Efficient p-value estimation in massively parallel testing problems

Rafal Kustra*

Department of Public Health Sciences, University of Toronto, Toronto, ON, Canada M5T 3M7 r.kustra{at}utoronto.ca

Xiaofei Shi

Department of Public Health Sciences, University of Toronto, Toronto, ON, Canada M5T 3M7 and Genetics and Genome Biology, Hospital for Sick Children 15-706, Toronto, ON, Canada M5G 1L7

Duncan J. Murdoch

Department of Statistical and Actuarial Sciences, University of Western Ontario, London, ON, Canada N6A 5B7

Celia M. T. Greenwood

Department of Public Health Sciences, University of Toronto, Toronto, ON, Canada M5T 3M7 and Genetics and Genome Biology, Hospital for Sick Children 15-706, Toronto, ON, Canada M5G 1L7

Jagadish Rangrej

Genetics and Genome Biology, Hospital for Sick Children 15-706,Toronto, ON, Canada M5G 1L7

* To whom correspondence should be addressed.

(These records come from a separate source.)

//! State shared between the caller and the game loop thread.

use std::sync::{Arc, Mutex};

use skywatch_core::events::TickEvents;
use skywatch_core::views::RadarSnapshot;
use skywatch_sim::SimulationEngine;

/// Control messages for the game loop thread. Player intents do not travel
/// this way; they are applied directly under the engine lock.
#[derive(Debug, Clone, Copy, PartialEq, Eq)]
pub enum GameLoopCommand {
    /// Stop ticking and let the thread exit.
    Shutdown,
}

/// What the loop publishes after each committed tick.
#[derive(Debug, Clone, Default)]
pub struct Published {
    pub snapshot: Option<RadarSnapshot>,
    pub events: TickEvents,
    /// Ticks committed since the loop started.
    pub ticks: u64,
}

/// Handles shared by the loop thread and its owner.
///
/// The engine mutex is the single writer: the loop holds it for exactly one
/// `advance` per tick, and intents take it between ticks.
#[derive(Clone)]
pub struct SharedState {
    pub engine: Arc<Mutex<SimulationEngine>>,
    pub published: Arc<Mutex<Published>>,
}

impl SharedState {
    pub fn new(engine: SimulationEngine) -> Self {
        Self {
            engine: Arc::new(Mutex::new(engine)),
            published: Arc::new(Mutex::new(Published::default())),
        }
    }
}

#[cfg(test)]
mod tests {
    use skywatch_sim::SimConfig;

    use super::*;

    #[test]
    fn test_shared_state_creation() {
        let shared = SharedState::new(SimulationEngine::new(SimConfig::default()));
        let published = shared.published.lock().unwrap();
        assert!(published.snapshot.is_none());
        assert!(published.events.is_empty());
        assert_eq!(published.ticks, 0);
        assert_eq!(
            shared.engine.lock().unwrap().status(),
            skywatch_core::enums::GameStatus::StartMenu
        );
    }
}
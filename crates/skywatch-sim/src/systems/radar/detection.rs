//! Beam detection.
//!
//! Every contact (enemy or neutral) whose bearing lies within half the beam
//! width of the sweep angle is stamped with the current time. A contact that
//! had been seen before but faded out counts as a new detection; a first-ever
//! paint is silent. All detections in one tick collapse into a single signal.

use skywatch_core::components::Contact;
use skywatch_core::constants::SWEEP_BEAM_WIDTH_DEG;
use skywatch_core::state::GameState;
use skywatch_core::types::{bearing_deg, signed_diff_deg};

/// Whether a contact at `bearing` is inside the beam centered on `sweep_angle`.
pub fn in_beam(bearing: f64, sweep_angle: f64) -> bool {
    signed_diff_deg(sweep_angle, bearing).abs() < SWEEP_BEAM_WIDTH_DEG / 2.0
}

/// Stamp a contact if painted. Returns true when a previously seen contact
/// was painted again after fading out.
fn paint(contact: &mut Contact, sweep_angle: f64, now_ms: f64) -> bool {
    if !in_beam(bearing_deg(contact.position), sweep_angle) {
        return false;
    }
    let redetected = contact.ever_scanned() && !contact.scan_is_fresh(now_ms);
    contact.last_scan_ms = now_ms;
    redetected
}

/// Paint all contacts under the beam. Returns true if any was newly detected.
pub fn run(state: &mut GameState) -> bool {
    let now_ms = state.time_ms;
    let sweep_angle = state.sweep_angle;
    let mut detected = false;

    for contact in state.enemies.iter_mut().chain(state.neutrals.iter_mut()) {
        if paint(contact, sweep_angle, now_ms) {
            log::debug!(
                "contact {} ({:?}) detected at bearing {:.1}",
                contact.id,
                contact.category,
                bearing_deg(contact.position)
            );
            detected = true;
        }
    }

    detected
}
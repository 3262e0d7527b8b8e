//! Radar: sweep rotation and beam detection.

pub mod detection;
pub mod sweep;

use skywatch_core::state::GameState;

/// Result of one radar pass.
#[derive(Debug, Clone, Copy, Default, PartialEq, Eq)]
pub struct RadarPass {
    pub sweep_completed: bool,
    pub new_detection: bool,
}

/// Advance the sweep by `elapsed_ms`, then paint every contact inside the beam.
///
/// Must run AFTER the clock has been advanced (contacts are stamped with
/// `state.time_ms`) and BEFORE movement.
pub fn run(state: &mut GameState, elapsed_ms: f64) -> RadarPass {
    let sweep_completed = sweep::run(state, elapsed_ms);
    let new_detection = detection::run(state);
    RadarPass {
        sweep_completed,
        new_detection,
    }
}
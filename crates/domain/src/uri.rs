//! Opaque URI value used for callback and resource URLs.
//!
//! Both absolute (`https://host/app`) and platform-relative
//! (`/2012-04-24/Accounts/…`) forms are stored, so no scheme is required.

use std::fmt;
use std::str::FromStr;

use serde::{Deserialize, Serialize};

/// Errors produced when parsing a [`Uri`].
#[derive(Debug, thiserror::Error, PartialEq, Eq)]
pub enum UriError {
    #[error("URI must not be empty")]
    Empty,

    #[error("URI must not contain whitespace")]
    Whitespace,
}

/// A callback or resource URI, kept verbatim.
#[derive(Debug, Clone, PartialEq, Eq, Hash, Serialize, Deserialize)]
#[serde(try_from = "String", into = "String")]
pub struct Uri(String);

impl Uri {
    /// Borrow the textual form.
    #[must_use]
    pub fn as_str(&self) -> &str {
        &self.0
    }
}

impl fmt::Display for Uri {
    fn fmt(&self, f: &mut fmt::Formatter<'_>) -> fmt::Result {
        f.write_str(&self.0)
    }
}

impl FromStr for Uri {
    type Err = UriError;

    fn from_str(s: &str) -> Result<Self, Self::Err> {
        if s.is_empty() {
            return Err(UriError::Empty);
        }
        if s.chars().any(char::is_whitespace) {
            return Err(UriError::Whitespace);
        }
        Ok(Self(s.to_string()))
    }
}

impl TryFrom<String> for Uri {
    type Error = UriError;

    fn try_from(value: String) -> Result<Self, Self::Error> {
        value.parse()
    }
}

impl From<Uri> for String {
    fn from(value: Uri) -> Self {
        value.0
    }
}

We present a new method to efficiently estimate very large numbers of p-values using empirically constructed null distributions of a test statistic. The need to evaluate a very large number of p-values is increasingly common with modern genomic data, and when interaction effects are of interest, the number of tests can easily run into billions. When the asymptotic distribution is not easily available, permutations are typically used to obtain p-values but these can be computationally infeasible in large problems. Our method constructs a prediction model to obtain a first approximation to the p-values and uses Bayesian methods to choose a fraction of these to be refined by permutations. We apply and evaluate our method on the study of association between 2-way interactions of genetic markers and colorectal cancer using the data from the first phase of a large, genome-wide case–control study. The results show enormous computational savings as compared to evaluating a full set of permutations, with little decrease in accuracy.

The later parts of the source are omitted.